+++ RECORDS +++
// ── Edge Atoms: Collaborator Traits ────────────────────────────────────────
// The seams between the engine and everything it does not own: the remote
// edge API, host-supplied local models, and the platform's connectivity
// signals. Implementations live in engine/ (HttpBackend, ManualConnectivity)
// or in the host application.

use async_trait::async_trait;
use serde_json::Value;
use tokio::sync::mpsc::UnboundedReceiver;

use crate::atoms::error::EdgeResult;
use crate::atoms::types::{
    AnalyticsBatch, CacheEntry, CacheKey, DeviceRegistration, DeviceStatus, EdgeModel,
    FinalTransmission, LocalPrediction, NetworkInfo, PlatformSignal, RemoteContent,
    RemoteInferenceRequest, RemoteInferenceResponse, SyncOperation,
};

/// Remote collaborators of the edge engine. Every method is a suspension
/// point; callers wrap them in the configured timeout. Any `Err` is treated
/// as a transient failure by the component that made the call.
#[async_trait]
pub trait EdgeBackend: Send + Sync {
    /// Submit capabilities, receive the models this device may run.
    async fn register_device(&self, registration: &DeviceRegistration) -> EdgeResult<Vec<EdgeModel>>;

    /// Apply one queued mutation remotely. `Ok` means acknowledged.
    async fn submit_operation(&self, device_id: &str, op: &SyncOperation) -> EdgeResult<()>;

    async fn infer(&self, request: &RemoteInferenceRequest) -> EdgeResult<RemoteInferenceResponse>;

    /// Mirror a local cache write.
    async fn put_content(&self, entry: &CacheEntry) -> EdgeResult<()>;

    /// `Ok(None)` when the server has no copy.
    async fn get_content(&self, key: &CacheKey, device_id: &str) -> EdgeResult<Option<RemoteContent>>;

    async fn send_analytics(&self, batch: &AnalyticsBatch) -> EdgeResult<()>;

    async fn update_status(&self, device_id: &str, status: &DeviceStatus) -> EdgeResult<()>;

    /// Non-blocking, fire-and-forget hand-off used at shutdown. Must return
    /// immediately; no completion or retry is implied.
    fn dispatch_final(&self, payload: FinalTransmission);
}

/// A model the host can run on-device. Formats and runtimes are the host's
/// business; the router only sees task type in, prediction out.
#[async_trait]
pub trait LocalModel: Send + Sync {
    fn id(&self) -> &str;

    /// Task type served, matched against `infer(task_type, …)`.
    fn task_type(&self) -> &str;

    /// `Ok(None)` means "no answer", which moves the router to the next tier.
    async fn predict(&self, input: &Value) -> EdgeResult<Option<LocalPrediction>>;
}

/// Platform connectivity. The engine subscribes once at `start()` and
/// polls `is_online` for visibility-regain checks.
pub trait ConnectivitySource: Send + Sync {
    fn is_online(&self) -> bool;

    fn network_info(&self) -> NetworkInfo;

    /// Stream of platform signals. Called at most once per engine.
    fn subscribe(&self) -> UnboundedReceiver<PlatformSignal>;
}
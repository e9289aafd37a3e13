// Integration tests for the edge engine, compiled as one binary.
// Each module drives the public API against the in-process RecordingBackend.

mod support;

mod analytics;
mod inference;
mod lifecycle;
+++
▶ **EXERCISE AIM**
The lines to copy run from the start of the records above through the line holding "the platform's connectivity"; give them exactly, both ends included, and nothing else.

▶ **SOLUTION**
// ── Edge Atoms: Collaborator Traits ────────────────────────────────────────
// The seams between the engine and everything it does not own: the remote
// edge API, host-supplied local models, and the platform's connectivity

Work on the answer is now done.